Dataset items
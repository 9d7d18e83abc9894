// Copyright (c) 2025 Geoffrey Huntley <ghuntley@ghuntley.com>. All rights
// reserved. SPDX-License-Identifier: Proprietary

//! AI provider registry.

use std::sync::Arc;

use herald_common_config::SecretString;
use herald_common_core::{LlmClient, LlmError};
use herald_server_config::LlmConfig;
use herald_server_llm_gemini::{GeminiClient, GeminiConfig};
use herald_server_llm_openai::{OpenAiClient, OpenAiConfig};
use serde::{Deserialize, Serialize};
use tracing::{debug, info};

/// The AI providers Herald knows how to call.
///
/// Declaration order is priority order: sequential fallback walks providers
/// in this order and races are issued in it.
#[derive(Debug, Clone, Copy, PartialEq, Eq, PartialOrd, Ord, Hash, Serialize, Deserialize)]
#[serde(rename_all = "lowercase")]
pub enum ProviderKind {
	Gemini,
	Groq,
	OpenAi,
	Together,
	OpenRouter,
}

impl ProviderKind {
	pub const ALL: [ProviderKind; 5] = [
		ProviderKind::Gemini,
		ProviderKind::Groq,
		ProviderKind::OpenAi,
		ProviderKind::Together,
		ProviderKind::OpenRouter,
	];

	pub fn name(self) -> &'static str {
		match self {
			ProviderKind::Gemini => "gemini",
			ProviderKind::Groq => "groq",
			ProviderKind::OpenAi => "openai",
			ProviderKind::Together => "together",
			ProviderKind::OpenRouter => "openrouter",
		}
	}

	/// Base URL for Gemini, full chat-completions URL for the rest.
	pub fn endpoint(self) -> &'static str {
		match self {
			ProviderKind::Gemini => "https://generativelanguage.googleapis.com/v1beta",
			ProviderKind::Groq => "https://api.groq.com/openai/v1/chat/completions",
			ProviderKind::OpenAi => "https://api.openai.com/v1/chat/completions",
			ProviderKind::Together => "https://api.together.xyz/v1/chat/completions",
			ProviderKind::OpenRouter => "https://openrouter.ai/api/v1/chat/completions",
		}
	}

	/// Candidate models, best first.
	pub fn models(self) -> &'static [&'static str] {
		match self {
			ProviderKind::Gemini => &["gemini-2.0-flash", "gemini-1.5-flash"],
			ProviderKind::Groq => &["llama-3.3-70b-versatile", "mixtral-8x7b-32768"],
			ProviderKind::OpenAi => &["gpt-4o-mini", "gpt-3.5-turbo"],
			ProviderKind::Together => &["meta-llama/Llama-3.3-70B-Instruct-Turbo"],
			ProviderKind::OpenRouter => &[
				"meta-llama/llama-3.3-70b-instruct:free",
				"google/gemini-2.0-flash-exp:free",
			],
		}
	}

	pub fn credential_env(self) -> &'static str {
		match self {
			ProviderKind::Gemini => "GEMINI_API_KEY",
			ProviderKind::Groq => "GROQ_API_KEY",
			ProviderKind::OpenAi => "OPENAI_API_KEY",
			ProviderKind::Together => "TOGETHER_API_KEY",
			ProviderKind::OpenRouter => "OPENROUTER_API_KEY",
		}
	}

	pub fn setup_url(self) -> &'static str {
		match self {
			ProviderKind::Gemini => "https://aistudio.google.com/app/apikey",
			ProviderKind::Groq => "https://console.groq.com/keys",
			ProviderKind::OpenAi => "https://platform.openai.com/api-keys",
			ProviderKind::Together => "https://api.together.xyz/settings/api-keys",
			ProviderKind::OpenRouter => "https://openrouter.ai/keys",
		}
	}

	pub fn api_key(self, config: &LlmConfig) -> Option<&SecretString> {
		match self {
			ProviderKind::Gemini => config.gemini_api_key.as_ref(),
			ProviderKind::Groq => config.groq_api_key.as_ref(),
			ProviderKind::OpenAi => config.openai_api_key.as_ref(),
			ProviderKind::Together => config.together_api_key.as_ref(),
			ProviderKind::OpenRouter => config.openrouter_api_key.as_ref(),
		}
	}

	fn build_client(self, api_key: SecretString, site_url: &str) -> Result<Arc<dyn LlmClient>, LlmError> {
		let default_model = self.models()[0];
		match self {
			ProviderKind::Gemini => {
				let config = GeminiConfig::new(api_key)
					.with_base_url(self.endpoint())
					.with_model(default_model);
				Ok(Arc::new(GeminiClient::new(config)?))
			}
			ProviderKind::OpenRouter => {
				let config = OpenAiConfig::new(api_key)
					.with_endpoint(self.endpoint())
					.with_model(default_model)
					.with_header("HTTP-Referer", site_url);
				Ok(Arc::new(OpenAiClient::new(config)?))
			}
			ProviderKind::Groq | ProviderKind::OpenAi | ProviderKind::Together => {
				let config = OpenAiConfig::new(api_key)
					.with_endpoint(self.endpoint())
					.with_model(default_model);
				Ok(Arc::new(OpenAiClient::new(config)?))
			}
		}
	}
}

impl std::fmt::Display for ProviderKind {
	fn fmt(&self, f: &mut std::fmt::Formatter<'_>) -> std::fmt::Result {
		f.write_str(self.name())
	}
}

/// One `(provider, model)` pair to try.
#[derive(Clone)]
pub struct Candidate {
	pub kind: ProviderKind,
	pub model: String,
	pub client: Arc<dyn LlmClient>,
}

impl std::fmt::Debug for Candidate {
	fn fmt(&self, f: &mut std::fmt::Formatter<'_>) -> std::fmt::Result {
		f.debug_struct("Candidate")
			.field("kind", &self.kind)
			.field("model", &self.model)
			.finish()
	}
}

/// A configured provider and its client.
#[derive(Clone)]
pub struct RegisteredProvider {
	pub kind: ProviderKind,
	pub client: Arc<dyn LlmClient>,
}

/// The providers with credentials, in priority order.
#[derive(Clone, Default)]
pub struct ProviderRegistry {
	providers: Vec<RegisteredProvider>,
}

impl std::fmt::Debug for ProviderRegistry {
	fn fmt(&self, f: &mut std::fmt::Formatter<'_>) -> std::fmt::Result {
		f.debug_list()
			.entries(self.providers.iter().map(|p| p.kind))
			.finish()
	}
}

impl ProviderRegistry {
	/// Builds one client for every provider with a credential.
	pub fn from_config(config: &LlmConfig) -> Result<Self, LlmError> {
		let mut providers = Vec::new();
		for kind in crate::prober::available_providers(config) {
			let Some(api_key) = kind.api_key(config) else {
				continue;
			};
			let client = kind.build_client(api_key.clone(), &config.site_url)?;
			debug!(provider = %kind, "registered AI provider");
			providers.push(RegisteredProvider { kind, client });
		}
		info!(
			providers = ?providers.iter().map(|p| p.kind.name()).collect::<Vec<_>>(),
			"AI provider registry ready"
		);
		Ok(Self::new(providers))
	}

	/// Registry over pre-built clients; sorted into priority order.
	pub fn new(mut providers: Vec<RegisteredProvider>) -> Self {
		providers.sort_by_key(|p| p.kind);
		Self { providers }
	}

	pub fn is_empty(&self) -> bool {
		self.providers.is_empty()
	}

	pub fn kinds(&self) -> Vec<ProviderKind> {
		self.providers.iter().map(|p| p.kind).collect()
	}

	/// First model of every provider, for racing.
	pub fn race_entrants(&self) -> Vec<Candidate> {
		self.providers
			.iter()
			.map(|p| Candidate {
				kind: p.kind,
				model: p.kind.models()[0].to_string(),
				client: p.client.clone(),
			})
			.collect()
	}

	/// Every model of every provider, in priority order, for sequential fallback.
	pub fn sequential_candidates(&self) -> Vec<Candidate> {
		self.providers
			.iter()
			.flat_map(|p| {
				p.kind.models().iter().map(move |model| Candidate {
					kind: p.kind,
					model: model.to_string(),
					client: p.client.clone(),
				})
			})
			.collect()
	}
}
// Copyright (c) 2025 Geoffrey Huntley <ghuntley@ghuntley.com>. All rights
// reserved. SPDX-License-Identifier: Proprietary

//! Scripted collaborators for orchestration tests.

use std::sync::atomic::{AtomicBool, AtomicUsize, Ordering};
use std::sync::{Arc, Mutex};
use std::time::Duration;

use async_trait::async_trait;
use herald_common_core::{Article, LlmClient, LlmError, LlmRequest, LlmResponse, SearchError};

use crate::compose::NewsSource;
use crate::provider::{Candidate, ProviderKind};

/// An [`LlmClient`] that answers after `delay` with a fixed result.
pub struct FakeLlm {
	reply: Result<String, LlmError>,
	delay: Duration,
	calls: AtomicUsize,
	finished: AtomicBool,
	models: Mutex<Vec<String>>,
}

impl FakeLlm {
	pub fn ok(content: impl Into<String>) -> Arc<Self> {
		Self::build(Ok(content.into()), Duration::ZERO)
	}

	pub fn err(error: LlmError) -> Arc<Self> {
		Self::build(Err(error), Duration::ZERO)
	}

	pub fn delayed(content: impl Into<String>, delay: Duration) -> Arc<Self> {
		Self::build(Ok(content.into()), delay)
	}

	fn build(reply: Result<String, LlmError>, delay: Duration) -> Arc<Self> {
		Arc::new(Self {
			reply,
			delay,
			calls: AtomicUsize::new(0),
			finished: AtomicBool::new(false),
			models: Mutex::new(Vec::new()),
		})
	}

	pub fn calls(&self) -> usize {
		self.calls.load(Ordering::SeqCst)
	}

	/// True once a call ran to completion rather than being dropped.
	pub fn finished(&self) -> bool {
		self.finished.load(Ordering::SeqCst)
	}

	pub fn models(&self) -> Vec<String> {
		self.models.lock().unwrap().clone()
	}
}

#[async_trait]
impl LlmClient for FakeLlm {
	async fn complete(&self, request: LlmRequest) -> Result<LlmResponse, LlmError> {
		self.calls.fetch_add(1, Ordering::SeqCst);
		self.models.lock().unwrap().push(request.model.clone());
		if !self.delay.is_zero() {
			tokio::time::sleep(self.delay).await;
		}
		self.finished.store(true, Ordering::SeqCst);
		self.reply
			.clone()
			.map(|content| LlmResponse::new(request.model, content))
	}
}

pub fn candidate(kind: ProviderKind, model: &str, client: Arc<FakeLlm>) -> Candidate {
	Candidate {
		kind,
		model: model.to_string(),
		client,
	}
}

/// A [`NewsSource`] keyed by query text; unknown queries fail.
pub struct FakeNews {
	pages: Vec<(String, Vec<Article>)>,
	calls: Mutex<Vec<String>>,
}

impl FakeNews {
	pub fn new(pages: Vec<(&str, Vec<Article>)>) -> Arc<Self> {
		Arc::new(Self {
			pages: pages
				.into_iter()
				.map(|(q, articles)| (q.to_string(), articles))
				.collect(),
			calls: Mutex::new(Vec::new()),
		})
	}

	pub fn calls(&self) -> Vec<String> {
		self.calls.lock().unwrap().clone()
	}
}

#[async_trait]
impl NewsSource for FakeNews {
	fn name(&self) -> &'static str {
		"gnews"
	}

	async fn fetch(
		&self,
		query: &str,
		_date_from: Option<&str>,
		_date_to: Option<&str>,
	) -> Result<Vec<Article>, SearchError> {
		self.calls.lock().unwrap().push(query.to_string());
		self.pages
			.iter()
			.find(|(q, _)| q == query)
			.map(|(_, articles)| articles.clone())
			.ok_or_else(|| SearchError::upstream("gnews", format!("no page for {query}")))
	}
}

==

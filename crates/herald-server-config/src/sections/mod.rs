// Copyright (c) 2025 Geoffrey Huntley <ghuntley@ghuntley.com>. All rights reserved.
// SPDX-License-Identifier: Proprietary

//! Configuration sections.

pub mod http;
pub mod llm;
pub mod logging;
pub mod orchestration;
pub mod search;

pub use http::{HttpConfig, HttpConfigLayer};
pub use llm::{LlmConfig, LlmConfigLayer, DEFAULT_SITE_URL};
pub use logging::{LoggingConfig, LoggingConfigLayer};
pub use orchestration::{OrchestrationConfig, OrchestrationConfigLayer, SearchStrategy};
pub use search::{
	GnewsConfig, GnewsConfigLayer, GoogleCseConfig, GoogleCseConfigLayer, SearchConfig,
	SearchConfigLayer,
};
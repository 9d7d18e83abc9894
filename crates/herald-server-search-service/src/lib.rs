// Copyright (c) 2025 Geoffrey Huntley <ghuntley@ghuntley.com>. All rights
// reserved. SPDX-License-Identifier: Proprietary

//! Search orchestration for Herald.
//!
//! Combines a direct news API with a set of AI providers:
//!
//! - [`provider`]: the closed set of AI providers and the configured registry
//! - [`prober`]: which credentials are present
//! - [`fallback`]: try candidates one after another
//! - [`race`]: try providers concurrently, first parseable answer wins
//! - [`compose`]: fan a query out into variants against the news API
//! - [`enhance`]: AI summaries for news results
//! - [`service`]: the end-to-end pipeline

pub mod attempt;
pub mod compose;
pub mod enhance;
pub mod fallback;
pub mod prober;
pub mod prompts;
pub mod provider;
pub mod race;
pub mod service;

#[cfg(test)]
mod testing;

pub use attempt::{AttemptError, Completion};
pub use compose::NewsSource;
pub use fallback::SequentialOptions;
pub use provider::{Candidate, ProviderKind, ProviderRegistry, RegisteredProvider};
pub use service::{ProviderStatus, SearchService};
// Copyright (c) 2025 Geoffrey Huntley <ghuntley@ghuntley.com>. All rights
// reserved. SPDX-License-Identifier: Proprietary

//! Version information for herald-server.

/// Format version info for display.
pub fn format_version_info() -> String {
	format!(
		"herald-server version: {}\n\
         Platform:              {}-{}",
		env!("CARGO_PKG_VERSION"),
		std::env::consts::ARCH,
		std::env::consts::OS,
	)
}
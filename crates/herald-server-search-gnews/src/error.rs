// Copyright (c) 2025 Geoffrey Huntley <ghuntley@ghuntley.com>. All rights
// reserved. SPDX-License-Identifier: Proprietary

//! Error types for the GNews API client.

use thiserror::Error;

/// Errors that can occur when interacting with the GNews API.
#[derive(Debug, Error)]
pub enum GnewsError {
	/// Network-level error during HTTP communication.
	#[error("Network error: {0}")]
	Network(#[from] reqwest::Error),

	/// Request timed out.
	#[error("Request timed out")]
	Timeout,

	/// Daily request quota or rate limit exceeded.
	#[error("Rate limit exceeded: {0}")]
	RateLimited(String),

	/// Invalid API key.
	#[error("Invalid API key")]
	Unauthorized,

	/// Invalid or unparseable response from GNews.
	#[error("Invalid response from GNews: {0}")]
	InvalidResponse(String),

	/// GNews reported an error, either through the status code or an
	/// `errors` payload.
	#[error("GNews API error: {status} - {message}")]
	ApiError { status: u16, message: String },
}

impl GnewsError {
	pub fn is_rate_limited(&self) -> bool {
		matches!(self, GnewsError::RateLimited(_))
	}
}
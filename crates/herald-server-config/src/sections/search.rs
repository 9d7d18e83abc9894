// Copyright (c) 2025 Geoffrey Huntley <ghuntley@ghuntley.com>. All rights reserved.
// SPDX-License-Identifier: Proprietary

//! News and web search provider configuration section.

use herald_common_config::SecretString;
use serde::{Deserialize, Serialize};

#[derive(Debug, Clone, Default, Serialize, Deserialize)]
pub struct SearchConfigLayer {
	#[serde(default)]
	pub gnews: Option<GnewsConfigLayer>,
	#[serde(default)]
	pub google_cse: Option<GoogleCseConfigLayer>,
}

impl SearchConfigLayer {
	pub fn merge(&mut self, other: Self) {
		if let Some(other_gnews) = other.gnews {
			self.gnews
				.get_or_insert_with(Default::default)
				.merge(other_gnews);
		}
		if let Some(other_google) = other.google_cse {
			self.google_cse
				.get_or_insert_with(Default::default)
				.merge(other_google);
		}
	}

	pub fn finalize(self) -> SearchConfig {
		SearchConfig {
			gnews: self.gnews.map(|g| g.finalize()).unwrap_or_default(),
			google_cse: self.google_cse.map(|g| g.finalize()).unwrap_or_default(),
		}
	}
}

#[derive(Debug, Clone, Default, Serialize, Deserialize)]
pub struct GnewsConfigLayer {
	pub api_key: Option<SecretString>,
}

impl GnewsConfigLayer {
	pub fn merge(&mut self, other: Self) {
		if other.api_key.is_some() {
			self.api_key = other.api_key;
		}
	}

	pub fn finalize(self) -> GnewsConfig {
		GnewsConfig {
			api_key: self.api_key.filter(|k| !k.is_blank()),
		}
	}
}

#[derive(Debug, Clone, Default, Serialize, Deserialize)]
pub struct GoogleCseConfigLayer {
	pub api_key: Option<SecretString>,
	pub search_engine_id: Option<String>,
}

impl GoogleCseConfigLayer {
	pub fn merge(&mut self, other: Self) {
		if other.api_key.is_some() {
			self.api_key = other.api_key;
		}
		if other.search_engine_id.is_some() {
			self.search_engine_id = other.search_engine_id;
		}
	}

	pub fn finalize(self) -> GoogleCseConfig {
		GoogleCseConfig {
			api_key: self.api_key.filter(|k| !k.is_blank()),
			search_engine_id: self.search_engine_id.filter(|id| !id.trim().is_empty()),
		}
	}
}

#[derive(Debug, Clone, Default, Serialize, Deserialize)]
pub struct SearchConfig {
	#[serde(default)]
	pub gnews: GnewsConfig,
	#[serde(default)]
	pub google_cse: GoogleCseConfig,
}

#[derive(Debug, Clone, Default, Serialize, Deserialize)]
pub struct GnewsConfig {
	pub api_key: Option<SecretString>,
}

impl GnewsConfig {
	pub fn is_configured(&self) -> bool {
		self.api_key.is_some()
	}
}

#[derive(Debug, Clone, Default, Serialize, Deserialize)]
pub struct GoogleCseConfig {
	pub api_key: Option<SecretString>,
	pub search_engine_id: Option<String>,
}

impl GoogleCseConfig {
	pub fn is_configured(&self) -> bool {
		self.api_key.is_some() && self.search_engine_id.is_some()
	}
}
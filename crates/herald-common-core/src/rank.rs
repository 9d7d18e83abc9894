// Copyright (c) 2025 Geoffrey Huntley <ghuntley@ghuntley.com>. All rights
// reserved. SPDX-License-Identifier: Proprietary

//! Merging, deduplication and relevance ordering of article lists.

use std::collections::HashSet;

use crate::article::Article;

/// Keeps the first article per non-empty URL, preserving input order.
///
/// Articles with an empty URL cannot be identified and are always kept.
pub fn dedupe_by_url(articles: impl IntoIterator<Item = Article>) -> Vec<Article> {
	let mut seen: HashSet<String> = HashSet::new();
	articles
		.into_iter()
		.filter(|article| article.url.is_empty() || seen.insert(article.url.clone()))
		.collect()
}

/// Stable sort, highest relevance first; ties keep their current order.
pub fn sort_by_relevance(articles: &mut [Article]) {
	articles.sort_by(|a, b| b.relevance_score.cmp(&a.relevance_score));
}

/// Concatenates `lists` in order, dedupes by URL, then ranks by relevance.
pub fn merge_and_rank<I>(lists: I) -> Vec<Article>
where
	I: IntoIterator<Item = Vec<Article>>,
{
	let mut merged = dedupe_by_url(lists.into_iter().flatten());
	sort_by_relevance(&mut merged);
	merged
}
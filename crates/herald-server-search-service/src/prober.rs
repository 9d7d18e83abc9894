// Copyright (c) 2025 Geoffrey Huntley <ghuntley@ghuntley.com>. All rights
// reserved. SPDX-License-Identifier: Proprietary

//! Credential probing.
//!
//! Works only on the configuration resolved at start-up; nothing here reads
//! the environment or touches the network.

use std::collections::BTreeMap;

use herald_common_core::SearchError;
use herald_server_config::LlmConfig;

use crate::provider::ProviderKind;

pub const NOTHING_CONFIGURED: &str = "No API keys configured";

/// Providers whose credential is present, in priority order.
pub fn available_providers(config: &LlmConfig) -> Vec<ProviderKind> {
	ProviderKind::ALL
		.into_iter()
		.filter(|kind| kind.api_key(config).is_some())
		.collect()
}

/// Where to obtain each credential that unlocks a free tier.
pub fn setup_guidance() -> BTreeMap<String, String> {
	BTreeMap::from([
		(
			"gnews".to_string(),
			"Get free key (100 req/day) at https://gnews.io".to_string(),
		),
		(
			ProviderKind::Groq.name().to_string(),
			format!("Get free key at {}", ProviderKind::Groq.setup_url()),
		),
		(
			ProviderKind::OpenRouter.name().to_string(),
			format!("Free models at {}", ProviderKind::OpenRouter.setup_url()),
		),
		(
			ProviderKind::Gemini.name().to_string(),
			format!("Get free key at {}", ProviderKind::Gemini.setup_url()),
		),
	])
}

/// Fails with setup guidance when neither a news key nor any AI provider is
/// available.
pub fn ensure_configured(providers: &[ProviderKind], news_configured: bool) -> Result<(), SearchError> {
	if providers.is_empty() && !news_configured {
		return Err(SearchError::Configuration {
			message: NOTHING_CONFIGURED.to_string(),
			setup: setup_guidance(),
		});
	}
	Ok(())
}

REQUIREMENT: Look above for the line with "pub mod http;" and the line with "the news API"; transcribe both and all lines in between, exactly, and nothing else.

RESPONSE BELOW:
pub mod http;
pub mod llm;
pub mod logging;
pub mod orchestration;
pub mod search;

pub use http::{HttpConfig, HttpConfigLayer};
pub use llm::{LlmConfig, LlmConfigLayer, DEFAULT_SITE_URL};
pub use logging::{LoggingConfig, LoggingConfigLayer};
pub use orchestration::{OrchestrationConfig, OrchestrationConfigLayer, SearchStrategy};
pub use search::{
	GnewsConfig, GnewsConfigLayer, GoogleCseConfig, GoogleCseConfigLayer, SearchConfig,
	SearchConfigLayer,
};
repository 9d7d18e83abc9894
filename crates/herald-server-search-service/src/lib.rs
// Copyright (c) 2025 Geoffrey Huntley <ghuntley@ghuntley.com>. All rights
// reserved. SPDX-License-Identifier: Proprietary

//! Search orchestration for Herald.
//!
//! Combines a direct news API with a set of AI providers:
//!
//! - [`provider`]: the closed set of AI providers and the configured registry
//! - [`prober`]: which credentials are present
//! - [`fallback`]: try candidates one after another
//! - [`race`]: try providers concurrently, first parseable answer wins
//! - [`compose`]: fan a query out into variants against the news API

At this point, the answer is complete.